# Finally Set up Drop Checker



## Aquaman55g (Oct 5, 2010)

After some 2/3 of my fish died in a recent CO2 tragedy I followed a member's advice and finally obtained and set up my first drop checker to monitor my CO2 injection. I believe my use of a high pressure Archaea diffuser with my Azoo CO2 regulator did not show how much CO2 was really being injected into my tank. I have since switched back to a lime wood aerator until my glass diffuser arrives. I purchased a good drop checker from Green Leaf Aquariums - this model has a reference bowl under the test bowl so that all you have to do is match the reference bowl color and the correct amount of CO2 is being injected.
Since this is my first drop checker I have some questions: I have my test bowl almost at the reference bowl color it is perhaps one or two shades of green lighter than the reference bowl so I assume that I have to reduce the amount of CO2 slightly with the needle valve until the colors are identical?
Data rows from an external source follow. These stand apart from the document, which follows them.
//! 体数据切块（以及其逆运算）。
//!
//! 体数据的形状为(height, width, depth)，切块结果的形状为(size, size, n)。
//! 提供两种互不兼容的布局，见[`TileLayout`]。

use super::error::{ensure_divisible, PrepError, Result};
use super::iter::TileGrid;
use ndarray::{concatenate, s, Array3, ArrayView3, Axis, ErrorKind, Order, ShapeError};

/// 切块布局。
#[derive(Copy, Clone, Debug, Default, Eq, PartialEq, Hash)]
pub enum TileLayout {
    /// 立方体切块：高度、宽度都按`size`切分，深度截断为`size`的整数倍。
    ///
    /// 切块按先高度、后宽度的顺序排列，每个切块的全部（截断后）深度连续存放。
    #[default]
    Cube,
    /// 旧版的板状切块：先按列优先重排为(size, width, -1)，再按行优先重排为(size, size, -1)。
    ///
    /// 只切分高度方向，宽度方向整体并入切块个数。仅用于读写旧数据。
    Slab,
}

impl TileLayout {
    #[inline]
    pub fn name(self) -> &'static str {
        match self {
            TileLayout::Cube => "cube",
            TileLayout::Slab => "slab",
        }
    }

    /// 将体数据切块，返回(size, size, n)的数组。
    pub fn crop<A: Clone>(self, volume: ArrayView3<A>, size: usize) -> Result<Array3<A>> {
        match self {
            TileLayout::Cube => crop_cubes(volume, size),
            TileLayout::Slab => crop_slabs(volume, size),
        }
    }

    /// `crop`的逆运算：由(size, size, n)的切块恢复(`height`, `width`, -1)的体数据。
    pub fn uncrop<A: Clone>(
        self,
        patches: ArrayView3<A>,
        height: usize,
        width: usize,
    ) -> Result<Array3<A>> {
        let (size, size_w, _) = patches.dim();
        if size != size_w {
            return Err(ShapeError::from_kind(ErrorKind::IncompatibleShape).into());
        }
        if height == 0 || width == 0 {
            return Err(PrepError::Config(format!(
                "cannot recover a ({height}, {width}) plane"
            )));
        }
        match self {
            TileLayout::Cube => uncrop_cubes(patches, height, width),
            TileLayout::Slab => uncrop_slabs(patches, height, width),
        }
    }

    /// 形状为`dim`的体数据切块后，切块轴的长度。
    pub fn patch_count(self, dim: (usize, usize, usize), size: usize) -> Result<usize> {
        let (height, width, depth) = dim;
        ensure_divisible("height", height, size)?;
        ensure_divisible("width", width, size)?;
        Ok(match self {
            TileLayout::Cube => (height / size) * (width / size) * kept_depth(depth, size),
            TileLayout::Slab => height * width * depth / (size * size),
        })
    }
}

/// 以默认的立方体布局切块。
#[inline]
pub fn crop_data<A: Clone>(volume: ArrayView3<A>, size: usize) -> Result<Array3<A>> {
    TileLayout::Cube.crop(volume, size)
}

/// 深度截断为`size`的整数倍后剩下的层数。
#[inline]
pub fn kept_depth(depth: usize, size: usize) -> usize {
    depth / size * size
}

fn crop_cubes<A: Clone>(volume: ArrayView3<A>, size: usize) -> Result<Array3<A>> {
    let (height, width, depth) = volume.dim();
    let grid = TileGrid::covering(height, width, size)?;
    let keep_z = kept_depth(depth, size);

    let tiles: Vec<ArrayView3<A>> = grid
        .map(|tile| {
            let ((h0, h1), (w0, w1)) = tile.span(size);
            volume.slice_move(s![h0..h1, w0..w1, ..keep_z])
        })
        .collect();
    if tiles.is_empty() {
        return Ok(Array3::from_shape_vec((size, size, 0), Vec::new())?);
    }
    Ok(concatenate(Axis(2), &tiles)?)
}

fn uncrop_cubes<A: Clone>(patches: ArrayView3<A>, height: usize, width: usize) -> Result<Array3<A>> {
    let (size, _, n) = patches.dim();
    let grid = TileGrid::covering(height, width, size)?;
    let w_tiles = width / size;
    ensure_divisible("patch axis", n, grid.tile_count())?;
    let keep_z = n / grid.tile_count();

    // 第t个切块占据切块轴上[t * keep_z, (t + 1) * keep_z)
    Ok(Array3::from_shape_fn((height, width, keep_z), |(h, w, z)| {
        let t = (h / size) * w_tiles + w / size;
        patches[[h % size, w % size, t * keep_z + z]].clone()
    }))
}

fn crop_slabs<A: Clone>(volume: ArrayView3<A>, size: usize) -> Result<Array3<A>> {
    let (height, width, depth) = volume.dim();
    ensure_divisible("height", height, size)?;
    ensure_divisible("width", width, size)?;

    let slabs = volume.to_shape(((size, width, height / size * depth), Order::ColumnMajor))?;
    let patches = slabs.to_shape((
        (size, size, height * width * depth / (size * size)),
        Order::RowMajor,
    ))?;
    Ok(patches.into_owned())
}

fn uncrop_slabs<A: Clone>(patches: ArrayView3<A>, height: usize, width: usize) -> Result<Array3<A>> {
    let size = patches.dim().0;
    let total = patches.len();
    ensure_divisible("height", height, size)?;
    ensure_divisible("patch elements", total, height * width)?;

    let slabs = patches.to_shape(((size, width, total / (size * width)), Order::RowMajor))?;
    let volume = slabs.to_shape(((height, width, total / (height * width)), Order::ColumnMajor))?;
    Ok(volume.into_owned())
}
How long does it take before I should check the colors - 2-3 hours or longer? The instructions say that a blue color requires more CO2 and a yellow color means a reduction of CO2 is needed as the reference green color is best. Also what do I do with the drop checker during my weekly water change? Does it stay attached? Do I have to refill it?

Thanks for your input and advice. :fish10:


----------



## jrman83 (Jul 9, 2010)

Those are cool DCs. Did you get any 4dkh solution with it?

Most guys on planted sites try to get the shade a pale green. So if you get there, you should be okay. I would watch it and make sure it doesn't go any lighter though.


----------